Collected data entries
....

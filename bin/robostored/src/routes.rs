//! Route registration — collects all module routes + system endpoints.

use axum::Router;
use axum::response::IntoResponse;
use axum::routing::get;

/// Build the complete router with all routes.
pub fn build_router(module_routes: Vec<(&str, Router)>) -> Router {
    let mut app = Router::new()
        .route("/health", get(health))
        .route("/version", get(version));

    // Module routes carry their own prefix (e.g. /shop/v1) and state.
    for (_name, router) in module_routes {
        app = app.merge(router);
    }

    app
}

async fn health() -> impl IntoResponse {
    axum::Json(serde_json::json!({
        "status": "ok",
    }))
}

async fn version() -> impl IntoResponse {
    axum::Json(serde_json::json!({
        "name": "robostored",
        "version": env!("CARGO_PKG_VERSION"),
    }))
}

....

WHAT YOU NEED TO DO: Every line that contains the string "async" should be returned from the data.

WORKED SOLUTION:
async fn health() -> impl IntoResponse {
async fn version() -> impl IntoResponse {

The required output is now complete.